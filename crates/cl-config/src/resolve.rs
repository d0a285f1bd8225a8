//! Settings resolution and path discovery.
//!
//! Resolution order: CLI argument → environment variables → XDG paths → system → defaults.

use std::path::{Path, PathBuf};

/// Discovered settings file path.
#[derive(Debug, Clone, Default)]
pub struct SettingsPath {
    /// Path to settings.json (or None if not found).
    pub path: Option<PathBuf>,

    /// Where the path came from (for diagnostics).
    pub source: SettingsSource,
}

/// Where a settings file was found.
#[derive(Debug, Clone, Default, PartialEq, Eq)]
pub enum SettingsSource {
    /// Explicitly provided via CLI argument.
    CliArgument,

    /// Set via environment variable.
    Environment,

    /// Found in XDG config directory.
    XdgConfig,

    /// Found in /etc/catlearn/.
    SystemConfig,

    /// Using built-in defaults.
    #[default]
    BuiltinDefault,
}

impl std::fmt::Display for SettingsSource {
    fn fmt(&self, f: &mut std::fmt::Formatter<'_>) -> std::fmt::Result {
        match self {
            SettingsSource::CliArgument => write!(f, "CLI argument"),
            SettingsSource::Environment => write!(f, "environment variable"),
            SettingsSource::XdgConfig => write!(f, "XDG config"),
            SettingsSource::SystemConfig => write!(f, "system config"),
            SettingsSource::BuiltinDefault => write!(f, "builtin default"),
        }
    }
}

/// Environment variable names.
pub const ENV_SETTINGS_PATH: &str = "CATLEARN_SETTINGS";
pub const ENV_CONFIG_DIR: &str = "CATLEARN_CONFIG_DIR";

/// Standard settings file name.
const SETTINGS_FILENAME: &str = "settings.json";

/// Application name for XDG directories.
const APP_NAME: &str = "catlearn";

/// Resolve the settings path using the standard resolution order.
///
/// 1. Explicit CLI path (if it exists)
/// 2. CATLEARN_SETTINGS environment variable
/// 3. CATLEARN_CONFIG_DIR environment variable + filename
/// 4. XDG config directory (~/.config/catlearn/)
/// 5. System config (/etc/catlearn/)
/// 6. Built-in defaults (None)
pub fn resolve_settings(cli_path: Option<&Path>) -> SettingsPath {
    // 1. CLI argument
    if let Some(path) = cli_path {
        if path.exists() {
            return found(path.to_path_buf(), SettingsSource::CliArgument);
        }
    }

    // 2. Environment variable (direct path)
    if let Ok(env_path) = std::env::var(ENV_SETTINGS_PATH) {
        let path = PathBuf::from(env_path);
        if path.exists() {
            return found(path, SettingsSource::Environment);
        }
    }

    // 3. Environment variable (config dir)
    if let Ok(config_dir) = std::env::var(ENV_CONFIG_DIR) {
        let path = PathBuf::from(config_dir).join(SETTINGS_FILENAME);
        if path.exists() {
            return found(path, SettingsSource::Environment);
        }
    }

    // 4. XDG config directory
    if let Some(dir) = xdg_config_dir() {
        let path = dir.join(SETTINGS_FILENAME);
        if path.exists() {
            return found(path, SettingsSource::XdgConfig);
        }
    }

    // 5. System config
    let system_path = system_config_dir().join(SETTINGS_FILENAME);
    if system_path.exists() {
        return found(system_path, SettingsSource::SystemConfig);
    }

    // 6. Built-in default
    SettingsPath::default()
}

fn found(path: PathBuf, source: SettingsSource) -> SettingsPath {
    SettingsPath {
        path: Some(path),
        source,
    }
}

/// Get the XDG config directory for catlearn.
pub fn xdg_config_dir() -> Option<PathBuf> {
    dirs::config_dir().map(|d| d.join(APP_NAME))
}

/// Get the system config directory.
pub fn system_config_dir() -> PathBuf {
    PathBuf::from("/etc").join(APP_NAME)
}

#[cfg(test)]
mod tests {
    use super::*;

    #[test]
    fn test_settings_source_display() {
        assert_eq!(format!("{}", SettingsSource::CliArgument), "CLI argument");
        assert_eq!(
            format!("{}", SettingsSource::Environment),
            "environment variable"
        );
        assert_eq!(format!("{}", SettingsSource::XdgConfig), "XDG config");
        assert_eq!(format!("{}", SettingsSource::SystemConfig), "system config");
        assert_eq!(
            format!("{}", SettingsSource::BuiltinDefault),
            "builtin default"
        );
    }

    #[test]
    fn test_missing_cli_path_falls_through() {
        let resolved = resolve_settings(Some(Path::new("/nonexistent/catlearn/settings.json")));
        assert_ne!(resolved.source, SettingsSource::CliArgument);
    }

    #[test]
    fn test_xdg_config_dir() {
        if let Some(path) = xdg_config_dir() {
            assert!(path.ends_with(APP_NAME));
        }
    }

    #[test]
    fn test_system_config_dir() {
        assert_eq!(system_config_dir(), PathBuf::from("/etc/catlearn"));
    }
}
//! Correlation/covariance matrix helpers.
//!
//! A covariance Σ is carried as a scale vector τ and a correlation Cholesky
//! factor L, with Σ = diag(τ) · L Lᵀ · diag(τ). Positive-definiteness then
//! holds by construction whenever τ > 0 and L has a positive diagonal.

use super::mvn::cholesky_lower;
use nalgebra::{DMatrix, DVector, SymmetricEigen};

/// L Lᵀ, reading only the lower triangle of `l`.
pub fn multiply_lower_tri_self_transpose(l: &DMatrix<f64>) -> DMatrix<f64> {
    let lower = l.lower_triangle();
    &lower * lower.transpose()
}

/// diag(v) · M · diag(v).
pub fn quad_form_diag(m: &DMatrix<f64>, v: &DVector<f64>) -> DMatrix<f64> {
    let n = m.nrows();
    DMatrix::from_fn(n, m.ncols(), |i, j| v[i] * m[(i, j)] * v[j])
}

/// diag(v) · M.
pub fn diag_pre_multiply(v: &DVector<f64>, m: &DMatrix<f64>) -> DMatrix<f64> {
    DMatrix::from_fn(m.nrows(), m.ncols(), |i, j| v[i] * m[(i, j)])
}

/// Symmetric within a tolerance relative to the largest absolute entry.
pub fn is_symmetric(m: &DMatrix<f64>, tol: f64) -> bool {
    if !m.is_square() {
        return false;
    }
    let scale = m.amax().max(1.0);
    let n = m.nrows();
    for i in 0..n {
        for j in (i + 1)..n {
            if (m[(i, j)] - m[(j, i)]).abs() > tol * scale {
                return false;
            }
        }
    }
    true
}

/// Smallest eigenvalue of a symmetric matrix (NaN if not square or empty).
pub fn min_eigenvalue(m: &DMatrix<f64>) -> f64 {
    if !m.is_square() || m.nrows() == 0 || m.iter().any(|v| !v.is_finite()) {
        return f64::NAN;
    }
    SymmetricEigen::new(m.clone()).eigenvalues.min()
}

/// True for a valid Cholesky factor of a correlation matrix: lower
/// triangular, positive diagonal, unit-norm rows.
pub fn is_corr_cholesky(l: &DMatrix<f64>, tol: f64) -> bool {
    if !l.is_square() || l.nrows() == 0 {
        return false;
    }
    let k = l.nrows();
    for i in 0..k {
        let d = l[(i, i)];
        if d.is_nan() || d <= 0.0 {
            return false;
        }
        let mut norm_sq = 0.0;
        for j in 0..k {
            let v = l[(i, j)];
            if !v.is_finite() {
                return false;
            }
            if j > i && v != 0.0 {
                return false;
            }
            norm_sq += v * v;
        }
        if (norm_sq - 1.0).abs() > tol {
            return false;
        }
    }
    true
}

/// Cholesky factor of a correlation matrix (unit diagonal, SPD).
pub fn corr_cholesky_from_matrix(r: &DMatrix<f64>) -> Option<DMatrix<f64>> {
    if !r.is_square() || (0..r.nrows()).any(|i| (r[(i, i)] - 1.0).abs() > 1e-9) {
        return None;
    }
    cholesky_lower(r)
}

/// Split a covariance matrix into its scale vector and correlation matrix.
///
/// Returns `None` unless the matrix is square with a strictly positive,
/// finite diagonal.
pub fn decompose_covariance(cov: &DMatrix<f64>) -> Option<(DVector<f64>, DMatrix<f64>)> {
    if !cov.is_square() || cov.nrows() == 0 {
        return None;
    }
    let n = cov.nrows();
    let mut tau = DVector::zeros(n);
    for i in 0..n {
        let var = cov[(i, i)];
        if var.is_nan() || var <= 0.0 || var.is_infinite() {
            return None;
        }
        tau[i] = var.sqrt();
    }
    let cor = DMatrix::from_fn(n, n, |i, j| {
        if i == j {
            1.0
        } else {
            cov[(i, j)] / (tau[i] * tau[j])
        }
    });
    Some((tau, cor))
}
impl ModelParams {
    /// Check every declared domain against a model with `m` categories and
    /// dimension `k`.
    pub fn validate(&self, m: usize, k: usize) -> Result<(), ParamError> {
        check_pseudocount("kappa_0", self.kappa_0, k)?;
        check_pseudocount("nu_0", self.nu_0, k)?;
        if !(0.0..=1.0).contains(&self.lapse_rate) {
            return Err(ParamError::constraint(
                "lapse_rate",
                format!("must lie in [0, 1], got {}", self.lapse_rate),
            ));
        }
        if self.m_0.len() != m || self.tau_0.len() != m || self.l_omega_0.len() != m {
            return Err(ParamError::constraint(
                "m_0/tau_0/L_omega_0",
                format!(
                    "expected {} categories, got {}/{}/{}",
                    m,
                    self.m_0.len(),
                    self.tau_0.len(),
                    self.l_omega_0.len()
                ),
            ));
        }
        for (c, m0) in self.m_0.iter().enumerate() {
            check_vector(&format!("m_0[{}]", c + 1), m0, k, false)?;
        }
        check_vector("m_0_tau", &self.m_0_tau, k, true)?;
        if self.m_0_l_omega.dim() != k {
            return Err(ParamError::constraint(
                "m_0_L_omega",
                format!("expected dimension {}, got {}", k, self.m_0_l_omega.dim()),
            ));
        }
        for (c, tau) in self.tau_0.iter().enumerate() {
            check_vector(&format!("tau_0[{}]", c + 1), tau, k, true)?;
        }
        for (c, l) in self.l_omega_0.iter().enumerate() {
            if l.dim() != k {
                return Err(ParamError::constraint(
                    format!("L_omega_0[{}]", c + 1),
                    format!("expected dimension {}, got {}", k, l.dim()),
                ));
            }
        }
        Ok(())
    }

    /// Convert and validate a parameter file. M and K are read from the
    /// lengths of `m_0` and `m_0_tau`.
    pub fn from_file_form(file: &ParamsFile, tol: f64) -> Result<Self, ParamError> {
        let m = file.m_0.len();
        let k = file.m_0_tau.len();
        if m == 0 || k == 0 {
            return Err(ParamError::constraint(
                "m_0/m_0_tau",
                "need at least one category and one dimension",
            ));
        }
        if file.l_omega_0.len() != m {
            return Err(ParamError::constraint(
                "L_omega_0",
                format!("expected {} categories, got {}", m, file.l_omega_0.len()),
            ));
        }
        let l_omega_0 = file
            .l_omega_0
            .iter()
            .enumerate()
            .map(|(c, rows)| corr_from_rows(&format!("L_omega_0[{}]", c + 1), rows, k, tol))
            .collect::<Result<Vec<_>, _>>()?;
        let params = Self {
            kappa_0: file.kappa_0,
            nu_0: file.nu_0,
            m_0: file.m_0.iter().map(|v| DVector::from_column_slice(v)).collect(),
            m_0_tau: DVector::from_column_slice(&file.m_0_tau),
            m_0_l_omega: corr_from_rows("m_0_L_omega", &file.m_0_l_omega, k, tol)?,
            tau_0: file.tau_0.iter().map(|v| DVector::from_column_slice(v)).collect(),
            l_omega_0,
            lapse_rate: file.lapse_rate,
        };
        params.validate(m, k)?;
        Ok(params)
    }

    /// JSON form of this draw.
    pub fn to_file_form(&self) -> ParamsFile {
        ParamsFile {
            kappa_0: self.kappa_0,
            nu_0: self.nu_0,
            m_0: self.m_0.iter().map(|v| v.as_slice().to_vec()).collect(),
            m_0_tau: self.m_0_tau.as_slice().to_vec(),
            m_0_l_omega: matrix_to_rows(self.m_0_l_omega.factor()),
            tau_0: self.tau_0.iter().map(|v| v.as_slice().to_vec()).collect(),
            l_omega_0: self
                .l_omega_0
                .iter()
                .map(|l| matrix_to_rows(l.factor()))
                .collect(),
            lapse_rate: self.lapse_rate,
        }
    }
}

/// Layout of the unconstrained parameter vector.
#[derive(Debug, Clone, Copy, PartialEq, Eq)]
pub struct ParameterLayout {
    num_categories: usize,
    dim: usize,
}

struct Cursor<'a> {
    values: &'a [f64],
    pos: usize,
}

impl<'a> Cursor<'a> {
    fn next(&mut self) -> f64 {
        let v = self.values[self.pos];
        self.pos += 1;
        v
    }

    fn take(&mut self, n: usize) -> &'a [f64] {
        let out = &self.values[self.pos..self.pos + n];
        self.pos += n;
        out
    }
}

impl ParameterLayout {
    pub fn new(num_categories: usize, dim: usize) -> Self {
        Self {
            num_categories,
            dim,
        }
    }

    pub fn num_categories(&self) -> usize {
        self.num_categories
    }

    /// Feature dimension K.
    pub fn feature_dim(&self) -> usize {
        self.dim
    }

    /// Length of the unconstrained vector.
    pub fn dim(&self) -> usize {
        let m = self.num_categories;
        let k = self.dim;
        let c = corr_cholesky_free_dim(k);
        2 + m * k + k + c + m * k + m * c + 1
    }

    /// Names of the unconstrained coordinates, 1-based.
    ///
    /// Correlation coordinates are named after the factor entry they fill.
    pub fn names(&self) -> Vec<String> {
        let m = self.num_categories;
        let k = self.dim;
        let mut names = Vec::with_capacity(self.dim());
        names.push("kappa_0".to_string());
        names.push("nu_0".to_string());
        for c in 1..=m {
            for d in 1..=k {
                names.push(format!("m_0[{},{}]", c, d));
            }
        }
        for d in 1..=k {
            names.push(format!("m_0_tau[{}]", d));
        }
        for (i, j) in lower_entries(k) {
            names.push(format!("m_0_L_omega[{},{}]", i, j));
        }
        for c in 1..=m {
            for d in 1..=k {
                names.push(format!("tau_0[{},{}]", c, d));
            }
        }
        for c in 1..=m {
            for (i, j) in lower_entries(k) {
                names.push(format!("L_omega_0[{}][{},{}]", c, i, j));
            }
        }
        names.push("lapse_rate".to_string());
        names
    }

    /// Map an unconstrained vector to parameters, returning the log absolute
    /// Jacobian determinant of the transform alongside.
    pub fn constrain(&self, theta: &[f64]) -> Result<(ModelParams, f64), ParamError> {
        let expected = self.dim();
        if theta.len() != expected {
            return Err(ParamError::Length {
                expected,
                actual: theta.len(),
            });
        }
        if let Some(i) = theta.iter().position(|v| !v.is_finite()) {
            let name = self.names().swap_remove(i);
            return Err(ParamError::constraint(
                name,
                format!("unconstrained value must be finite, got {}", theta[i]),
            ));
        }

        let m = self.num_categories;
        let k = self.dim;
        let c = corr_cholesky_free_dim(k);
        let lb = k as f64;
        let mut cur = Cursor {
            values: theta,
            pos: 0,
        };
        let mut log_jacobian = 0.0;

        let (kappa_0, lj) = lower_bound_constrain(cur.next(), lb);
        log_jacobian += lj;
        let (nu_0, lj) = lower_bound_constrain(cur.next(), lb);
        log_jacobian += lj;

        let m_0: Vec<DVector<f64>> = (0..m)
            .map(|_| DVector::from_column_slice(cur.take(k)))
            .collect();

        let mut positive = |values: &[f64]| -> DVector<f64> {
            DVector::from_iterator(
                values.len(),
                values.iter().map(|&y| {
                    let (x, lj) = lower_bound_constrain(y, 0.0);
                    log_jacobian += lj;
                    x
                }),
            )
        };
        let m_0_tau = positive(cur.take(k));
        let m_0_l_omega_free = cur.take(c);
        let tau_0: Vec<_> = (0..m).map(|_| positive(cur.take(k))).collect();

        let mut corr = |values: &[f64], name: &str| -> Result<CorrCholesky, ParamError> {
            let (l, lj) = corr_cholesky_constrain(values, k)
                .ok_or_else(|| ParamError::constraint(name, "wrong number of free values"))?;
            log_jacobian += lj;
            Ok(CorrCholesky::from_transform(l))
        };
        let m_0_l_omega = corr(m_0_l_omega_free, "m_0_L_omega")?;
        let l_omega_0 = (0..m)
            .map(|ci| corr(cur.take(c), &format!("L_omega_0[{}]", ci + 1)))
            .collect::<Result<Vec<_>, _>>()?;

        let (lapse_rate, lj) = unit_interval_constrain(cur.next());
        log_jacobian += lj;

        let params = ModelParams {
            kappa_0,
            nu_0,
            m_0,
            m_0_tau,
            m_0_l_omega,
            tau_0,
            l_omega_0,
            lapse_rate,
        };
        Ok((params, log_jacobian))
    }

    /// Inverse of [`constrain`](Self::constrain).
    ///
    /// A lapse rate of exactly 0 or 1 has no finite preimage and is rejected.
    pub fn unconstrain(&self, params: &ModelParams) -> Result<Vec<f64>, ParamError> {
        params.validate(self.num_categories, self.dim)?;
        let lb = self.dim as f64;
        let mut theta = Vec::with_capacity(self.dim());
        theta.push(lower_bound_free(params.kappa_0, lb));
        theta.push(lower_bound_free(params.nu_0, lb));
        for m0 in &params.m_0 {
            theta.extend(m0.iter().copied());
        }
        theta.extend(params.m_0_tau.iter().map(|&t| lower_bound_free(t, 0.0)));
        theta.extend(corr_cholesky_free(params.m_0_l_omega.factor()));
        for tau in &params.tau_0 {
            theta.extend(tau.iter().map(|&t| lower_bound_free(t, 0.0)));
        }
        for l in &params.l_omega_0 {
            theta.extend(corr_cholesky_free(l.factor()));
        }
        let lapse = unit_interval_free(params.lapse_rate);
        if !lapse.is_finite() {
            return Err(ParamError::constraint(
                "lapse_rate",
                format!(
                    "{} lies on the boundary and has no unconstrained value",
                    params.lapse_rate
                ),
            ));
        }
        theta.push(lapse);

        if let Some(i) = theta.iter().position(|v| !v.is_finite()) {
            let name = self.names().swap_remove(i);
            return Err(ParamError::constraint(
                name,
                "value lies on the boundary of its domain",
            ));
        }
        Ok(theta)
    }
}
#####
__ABOUT THIS TASK__: Restate, word for word and without additions, every line from the top of the listing above through the line that contains "variable (direct path)".

__THE ANSWER__:
filename crates/cl-config/src/resolve.rs
repository d0a285f1bd8225a8
//! Settings resolution and path discovery.
//!
//! Resolution order: CLI argument → environment variables → XDG paths → system → defaults.

use std::path::{Path, PathBuf};

/// Discovered settings file path.
#[derive(Debug, Clone, Default)]
pub struct SettingsPath {
    /// Path to settings.json (or None if not found).
    pub path: Option<PathBuf>,

    /// Where the path came from (for diagnostics).
    pub source: SettingsSource,
}

/// Where a settings file was found.
#[derive(Debug, Clone, Default, PartialEq, Eq)]
pub enum SettingsSource {
    /// Explicitly provided via CLI argument.
    CliArgument,

    /// Set via environment variable.
    Environment,

    /// Found in XDG config directory.
    XdgConfig,

    /// Found in /etc/catlearn/.
    SystemConfig,

    /// Using built-in defaults.
    #[default]
    BuiltinDefault,
}

impl std::fmt::Display for SettingsSource {
    fn fmt(&self, f: &mut std::fmt::Formatter<'_>) -> std::fmt::Result {
        match self {
            SettingsSource::CliArgument => write!(f, "CLI argument"),
            SettingsSource::Environment => write!(f, "environment variable"),
            SettingsSource::XdgConfig => write!(f, "XDG config"),
            SettingsSource::SystemConfig => write!(f, "system config"),
            SettingsSource::BuiltinDefault => write!(f, "builtin default"),
        }
    }
}

/// Environment variable names.
pub const ENV_SETTINGS_PATH: &str = "CATLEARN_SETTINGS";
pub const ENV_CONFIG_DIR: &str = "CATLEARN_CONFIG_DIR";

/// Standard settings file name.
const SETTINGS_FILENAME: &str = "settings.json";

/// Application name for XDG directories.
const APP_NAME: &str = "catlearn";

/// Resolve the settings path using the standard resolution order.
///
/// 1. Explicit CLI path (if it exists)
/// 2. CATLEARN_SETTINGS environment variable
/// 3. CATLEARN_CONFIG_DIR environment variable + filename
/// 4. XDG config directory (~/.config/catlearn/)
/// 5. System config (/etc/catlearn/)
/// 6. Built-in defaults (None)
pub fn resolve_settings(cli_path: Option<&Path>) -> SettingsPath {
    // 1. CLI argument
    if let Some(path) = cli_path {
        if path.exists() {
            return found(path.to_path_buf(), SettingsSource::CliArgument);
        }
    }

    // 2. Environment variable (direct path)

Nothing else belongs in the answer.